No, you don't get to say 'everything must be ordered pairs'. It is required that both atomic values and ordered pairs be unambiguously stored.

@ayy ... the complicating factor is that any value you put in any cell also has to, itself, be storable.

Ie, unrepresentable values are not a solution.

@ayy This is quite possibly impossible.

But if it is impossible, then that fact itself seems to have interesting implications for computer science which don't seem to be fully appreciated.

@natecull This seems similar to the problem of an escape character. Just let it escape itself. So a literal nil is transformed into (nil . nil)

Although maybe I'm misunderstanding the problem.

@ayy Right, so that's what at first I thought you could do: second column = nil means 'just the value in the first column'. Therefore (nil . nil) == just nil.

But that breaks down if you ask the query 'what is in the second column of A'. You will get a table with one row, ie one pair, '(nil . nil)' .

which is wrong because that's the answer for (A . nil), not A.

So it looks like we need a NULL value to be distinguished from NIL. And then things start to get tricky.

@natecull If B is a property of the object (or column in a DB table), in case 1 it's null.
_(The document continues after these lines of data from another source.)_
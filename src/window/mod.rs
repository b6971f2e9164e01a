//! Bounded correlation window for in-flight requests.
//!
//! A [`Window`] tracks at most one [`RequestPromise`] per key and at most
//! `N` promises overall. Entries are admitted through an [`AdmissionGate`]
//! and resolved exactly once, by completion, failure, cancellation or expiry.
//!
//! Resolution races on the same key are settled by the table alone: every
//! terminal path starts with a conditional `DashMap` removal and only the
//! caller that removed the entry resolves it. Unrelated keys live in
//! different shards and never contend.
//!
//! ```
//! use std::time::Duration;
//!
//! use bearerbox::window::Window;
//!
//! # #[tokio::main(flavor = "current_thread")]
//! # async fn main() {
//! let window: Window<u32, &str, &str> = Window::new(1);
//! let first = window.offer(1, "ping", Duration::ZERO, None).await;
//! let second = window.offer(2, "ping", Duration::ZERO, None).await;
//! assert!(second.cause().is_some());
//!
//! window.complete(&1, "pong");
//! assert_eq!(first.response(), Some(&"pong"));
//! assert_eq!(window.size(), 0);
//! # }
//! ```

use std::{
    fmt,
    hash::Hash,
    sync::{
        Arc,
        atomic::{AtomicU64, Ordering},
    },
    time::Duration,
};

use async_trait::async_trait;
use dashmap::{DashMap, mapref::entry::Entry};
use tracing::{debug, trace};

pub mod error;
pub mod gate;
pub mod promise;

pub use error::RequestError;
use gate::{AdmissionGate, GateClosed};
pub use promise::{CallerHint, Outcome, RequestPromise};

/// Bounds required of a window key.
pub trait WindowKey: Eq + Hash + Clone + fmt::Debug + Send + Sync + 'static {}

impl<T> WindowKey for T where T: Eq + Hash + Clone + fmt::Debug + Send + Sync + 'static {}

/// Receives promises that failed because their deadline passed.
#[async_trait]
pub trait ExpiryListener<K, R, P>: Send + Sync {
    /// Called once per expired request, after the promise has failed with
    /// [`RequestError::Expired`] and its slot has been released.
    async fn on_expired(&self, promise: RequestPromise<K, R, P>);
}

pub(crate) struct WindowInner<K, R, P> {
    entries: DashMap<K, RequestPromise<K, R, P>>,
    gate: AdmissionGate,
    next_seq: AtomicU64,
    listener: Option<Arc<dyn ExpiryListener<K, R, P>>>,
}

/// Keyed table of in-flight requests bound to an admission gate.
///
/// Cloning is cheap and yields a handle on the same window.
pub struct Window<K, R, P>(Arc<WindowInner<K, R, P>>);

impl<K, R, P> Clone for Window<K, R, P> {
    fn clone(&self) -> Self { Self(Arc::clone(&self.0)) }
}

impl<K: Eq + Hash, R, P> fmt::Debug for Window<K, R, P> {
    fn fmt(&self, f: &mut fmt::Formatter<'_>) -> fmt::Result {
        f.debug_struct("Window")
            .field("size", &self.0.entries.len())
            .field("max_size", &self.0.gate.capacity())
            .finish_non_exhaustive()
    }
}

impl<K, R, P> Window<K, R, P>
where
    K: WindowKey,
    R: Send + Sync + 'static,
    P: Clone + Send + Sync + 'static,
{
    /// Create a window admitting at most `max_size` concurrent requests.
    #[must_use]
    pub fn new(max_size: usize) -> Self { Self::build(max_size, None) }

    /// Create a window that reports expired requests to `listener`.
    #[must_use]
    pub fn with_listener(max_size: usize, listener: Arc<dyn ExpiryListener<K, R, P>>) -> Self {
        Self::build(max_size, Some(listener))
    }

    fn build(max_size: usize, listener: Option<Arc<dyn ExpiryListener<K, R, P>>>) -> Self {
        Self(Arc::new(WindowInner {
            entries: DashMap::new(),
            gate: AdmissionGate::new(max_size),
            next_seq: AtomicU64::new(0),
            listener,
        }))
    }

    pub(crate) fn from_inner(inner: Arc<WindowInner<K, R, P>>) -> Self { Self(inner) }

    /// Admit and register a request.
    ///
    /// Waits up to `admission_timeout` for a free slot. The returned promise
    /// is already failed when:
    ///
    /// - no slot freed in time ([`RequestError::AdmissionTimeout`], no slot
    ///   consumed);
    /// - `key` is still in flight ([`RequestError::DuplicateKey`], occupancy
    ///   unchanged);
    /// - the window was destroyed ([`RequestError::Interrupted`]).
    ///
    /// With `expiry` set, the request fails with [`RequestError::Expired`]
    /// if it is still unresolved once `expiry` has passed.
    pub async fn offer(
        &self,
        key: K,
        request: R,
        admission_timeout: Duration,
        expiry: Option<Duration>,
    ) -> RequestPromise<K, R, P> {
        let seq = self.0.next_seq.fetch_add(1, Ordering::Relaxed);
        let promise = RequestPromise::new(seq, key.clone(), request, Arc::downgrade(&self.0));

        match self.0.gate.acquire(admission_timeout).await {
            Ok(true) => {}
            Ok(false) => {
                trace!(?key, "no window slot within admission timeout");
                promise.resolve(Outcome::Failed(RequestError::AdmissionTimeout));
                return promise;
            }
            Err(GateClosed) => {
                promise.resolve(Outcome::Failed(RequestError::Interrupted));
                return promise;
            }
        }

        match self.0.entries.entry(key) {
            Entry::Occupied(occupied) => {
                debug!(key = ?occupied.key(), "rejecting offer for a key already in flight");
                drop(occupied);
                self.0.gate.release();
                promise.resolve(Outcome::Failed(RequestError::DuplicateKey));
                return promise;
            }
            Entry::Vacant(vacant) => {
                vacant.insert(promise.clone());
            }
        }
        crate::metrics::inc_in_flight();

        if self.0.gate.is_interrupted() {
            // destroy() may have taken its snapshot before this insert
            self.finish(promise.key(), Some(seq), Outcome::Cancelled);
            return promise;
        }
        if let Some(expiry) = expiry {
            self.arm_deadline(&promise, expiry);
        }
        promise
    }

    fn arm_deadline(&self, promise: &RequestPromise<K, R, P>, expiry: Duration) {
        let window = Arc::downgrade(&self.0);
        let key = promise.key().clone();
        let seq = promise.seq();
        let timer = tokio::spawn(async move {
            tokio::time::sleep(expiry).await;
            if let Some(inner) = window.upgrade() {
                Window::from_inner(inner).expire(&key, seq).await;
            }
        });
        promise.arm(timer.abort_handle());
        if promise.is_done() && !promise.is_expired() {
            promise.disarm();
        }
    }

    async fn expire(&self, key: &K, seq: u64) {
        let Some((_, promise)) = self.0.entries.remove_if(key, |_, entry| entry.seq() == seq) else {
            return;
        };
        self.0.gate.release();
        crate::metrics::dec_in_flight();
        promise.resolve(Outcome::Failed(RequestError::Expired));
        crate::metrics::inc_expired();
        debug!(?key, "request expired");
        if let Some(listener) = &self.0.listener {
            listener.on_expired(promise).await;
        }
    }

    /// Remove the entry, release its slot, then resolve it.
    fn finish(
        &self,
        key: &K,
        seq: Option<u64>,
        outcome: Outcome<P>,
    ) -> Option<RequestPromise<K, R, P>> {
        let (_, promise) = match seq {
            Some(seq) => self.0.entries.remove_if(key, |_, entry| entry.seq() == seq),
            None => self.0.entries.remove(key),
        }?;
        self.0.gate.release();
        crate::metrics::dec_in_flight();
        promise.disarm();
        promise.resolve(outcome);
        Some(promise)
    }

    /// Resolve the request registered under `key` with `response`.
    ///
    /// `None` means the key is not in flight, for instance because it
    /// already expired or was cancelled. That is a late arrival, not an
    /// error.
    pub fn complete(&self, key: &K, response: P) -> Option<RequestPromise<K, R, P>> {
        self.finish(key, None, Outcome::Completed(response))
    }

    /// Fail the request registered under `key`.
    pub fn fail(&self, key: &K, error: RequestError) -> Option<RequestPromise<K, R, P>> {
        self.finish(key, None, Outcome::Failed(error))
    }

    /// Cancel the request registered under `key`.
    pub fn cancel(&self, key: &K) -> Option<RequestPromise<K, R, P>> {
        self.finish(key, None, Outcome::Cancelled)
    }

    /// Fail `promise` only if it is still the entry registered under its key.
    pub(crate) fn fail_exact(
        &self,
        promise: &RequestPromise<K, R, P>,
        error: RequestError,
    ) -> Option<RequestPromise<K, R, P>> {
        self.finish(promise.key(), Some(promise.seq()), Outcome::Failed(error))
    }

    pub(crate) fn cancel_exact(&self, key: &K, seq: u64) -> Option<RequestPromise<K, R, P>> {
        self.finish(key, Some(seq), Outcome::Cancelled)
    }

    /// Fail every request in flight at call time, in offer order.
    pub fn fail_all(&self, error: &RequestError) -> Vec<RequestPromise<K, R, P>> {
        self.drain_with(|| Outcome::Failed(error.clone()))
    }

    /// Cancel every request in flight at call time, in offer order.
    pub fn cancel_all(&self) -> Vec<RequestPromise<K, R, P>> { self.drain_with(|| Outcome::Cancelled) }

    fn drain_with(&self, outcome: impl Fn() -> Outcome<P>) -> Vec<RequestPromise<K, R, P>> {
        let snapshot: Vec<(K, u64)> = self
            .0
            .entries
            .iter()
            .map(|entry| (entry.key().clone(), entry.value().seq()))
            .collect();
        let mut resolved: Vec<_> = snapshot
            .into_iter()
            .filter_map(|(key, seq)| self.finish(&key, Some(seq), outcome()))
            .collect();
        resolved.sort_by_key(RequestPromise::seq);
        resolved
    }

    /// Stop admitting requests and cancel everything in flight.
    ///
    /// Blocked and future offers fail with [`RequestError::Interrupted`].
    pub fn destroy(&self) -> Vec<RequestPromise<K, R, P>> {
        self.0.gate.drain();
        self.0.gate.interrupt_all();
        let cancelled = self.cancel_all();
        // cancelled entries hand their slots back
        self.0.gate.drain();
        cancelled
    }

    #[must_use]
    pub fn is_destroyed(&self) -> bool { self.0.gate.is_interrupted() }

    /// Capacity of the window.
    #[must_use]
    pub fn max_size(&self) -> usize { self.0.gate.capacity() }

    /// Requests currently in flight.
    #[must_use]
    pub fn size(&self) -> usize { self.0.entries.len() }

    /// Slots currently free.
    #[must_use]
    pub fn free_size(&self) -> usize { self.0.gate.available() }

    /// Offers currently waiting for a slot.
    #[must_use]
    pub fn pending_offer_count(&self) -> usize { self.0.gate.pending_acquirers() }

    #[must_use]
    pub fn contains_key(&self, key: &K) -> bool { self.0.entries.contains_key(key) }

    /// Promise registered under `key`, if in flight.
    #[must_use]
    pub fn get(&self, key: &K) -> Option<RequestPromise<K, R, P>> {
        self.0.entries.get(key).map(|entry| entry.value().clone())
    }
}

#[cfg(test)]
mod tests;
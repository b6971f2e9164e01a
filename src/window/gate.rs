//! Counting admission gate bounding in-flight requests.
//!
//! Permits are detached from the semaphore on acquisition and returned
//! explicitly with [`AdmissionGate::release`], because the slot outlives the
//! task that acquired it: whichever task resolves the entry releases it.

use std::{
    sync::atomic::{AtomicUsize, Ordering},
    time::Duration,
};

use thiserror::Error;
use tokio::sync::{Semaphore, TryAcquireError};

/// Returned to acquirers once the gate has been interrupted.
#[derive(Debug, Error, Clone, Copy, PartialEq, Eq)]
#[error("admission gate interrupted")]
pub struct GateClosed;

/// RAII guard counting tasks blocked in [`AdmissionGate::acquire`].
struct Waiting<'a>(&'a AtomicUsize);

impl<'a> Waiting<'a> {
    fn new(counter: &'a AtomicUsize) -> Self {
        counter.fetch_add(1, Ordering::Relaxed);
        Self(counter)
    }
}

impl Drop for Waiting<'_> {
    fn drop(&mut self) { self.0.fetch_sub(1, Ordering::Relaxed); }
}

/// Permit pool with a forced-interrupt mode for shutdown.
///
/// # Examples
///
/// ```
/// use std::time::Duration;
///
/// use bearerbox::window::gate::{AdmissionGate, GateClosed};
///
/// # #[tokio::main(flavor = "current_thread")]
/// # async fn main() {
/// let gate = AdmissionGate::new(1);
/// assert_eq!(gate.acquire(Duration::ZERO).await, Ok(true));
/// assert_eq!(gate.acquire(Duration::ZERO).await, Ok(false));
///
/// gate.interrupt_all();
/// assert_eq!(gate.acquire(Duration::ZERO).await, Err(GateClosed));
/// # }
/// ```
#[derive(Debug)]
pub struct AdmissionGate {
    permits: Semaphore,
    capacity: usize,
    waiting: AtomicUsize,
}

impl AdmissionGate {
    /// Create a gate with `capacity` permits.
    ///
    /// The capacity is clamped to at least one permit.
    #[must_use]
    pub fn new(capacity: usize) -> Self {
        let capacity = capacity.clamp(1, Semaphore::MAX_PERMITS);
        Self {
            permits: Semaphore::new(capacity),
            capacity,
            waiting: AtomicUsize::new(0),
        }
    }

    /// Wait up to `timeout` for a permit.
    ///
    /// Returns `Ok(true)` when a permit was taken and `Ok(false)` when the
    /// timeout elapsed first; nothing is consumed in that case. A zero
    /// timeout never suspends.
    ///
    /// # Errors
    ///
    /// Returns [`GateClosed`] if the gate is, or becomes, interrupted while
    /// waiting.
    pub async fn acquire(&self, timeout: Duration) -> Result<bool, GateClosed> {
        match self.permits.try_acquire() {
            Ok(permit) => {
                permit.forget();
                return Ok(true);
            }
            Err(TryAcquireError::Closed) => return Err(GateClosed),
            Err(TryAcquireError::NoPermits) if timeout.is_zero() => return Ok(false),
            Err(TryAcquireError::NoPermits) => {}
        }

        let _waiting = Waiting::new(&self.waiting);
        match tokio::time::timeout(timeout, self.permits.acquire()).await {
            Ok(Ok(permit)) => {
                permit.forget();
                Ok(true)
            }
            Ok(Err(_)) => Err(GateClosed),
            Err(_elapsed) => Ok(false),
        }
    }

    /// Return one permit to the pool.
    pub fn release(&self) { self.permits.add_permits(1); }

    /// Wake every blocked and future acquirer with [`GateClosed`].
    ///
    /// Idempotent.
    pub fn interrupt_all(&self) { self.permits.close(); }

    /// Force the available permits to zero.
    pub fn drain(&self) { self.permits.forget_permits(self.permits.available_permits()); }

    #[must_use]
    pub fn is_interrupted(&self) -> bool { self.permits.is_closed() }

    #[must_use]
    pub fn capacity(&self) -> usize { self.capacity }

    /// Permits currently free.
    #[must_use]
    pub fn available(&self) -> usize { self.permits.available_permits() }

    /// Tasks currently suspended in [`acquire`](Self::acquire).
    #[must_use]
    pub fn pending_acquirers(&self) -> usize { self.waiting.load(Ordering::Relaxed) }
}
If you just have lists of stuff, Pythonic lists [A], [A, null], [A, B] represent those cases.

Have you read William Kent's Data & Reality? It deals with how unknowable things should be modelled.

@natecull well, for the first one the second column is uninhabited. So you either encode that with a distinguished (meta?) value, or you can't do it. And nil is the historical non-meta distinguished value. Is this not related to SQL NULL?

@alanz @ayy @mdhughes Yes, as a first approach I think a value of NULL (ie missing value) which is distinguishable from NIL (ie the empty set/relation) helps.

The question then becomes is NULL well-behaved. It probably acts like SQL NULL, which is unfortunate, because possibly NULL != NULL.

Let A == (A . NULL)

Then if we ask 'what are the contents of A' (ie what is in its right-column), we get:

{ (NULL . NULL) , (NIL . NULL), (B . NULL) }

And I wonder if that's fully consistent.

@mdhughes @ayy @alanz We could get, eg, four permutations of NULL in a pair:

(NULL . NULL) == NULL itself.... possibly meaning the parent key was an atom

(VALUE . NULL) == VALUE itself

(NULL . VALUE) == SQL NULL, an empty slot in a list

(VALUE . VALUE) == ordinary pair

@ayy @mdhughes @natecull well, if NULL is uninhabited you cannot perform operations on it.

@natecull If you have separate symbols/concepts for "false", "unknown", "zero", "doesn't exist" and "end of list" instead of overloading the concept of "nil" then I think you can make it work.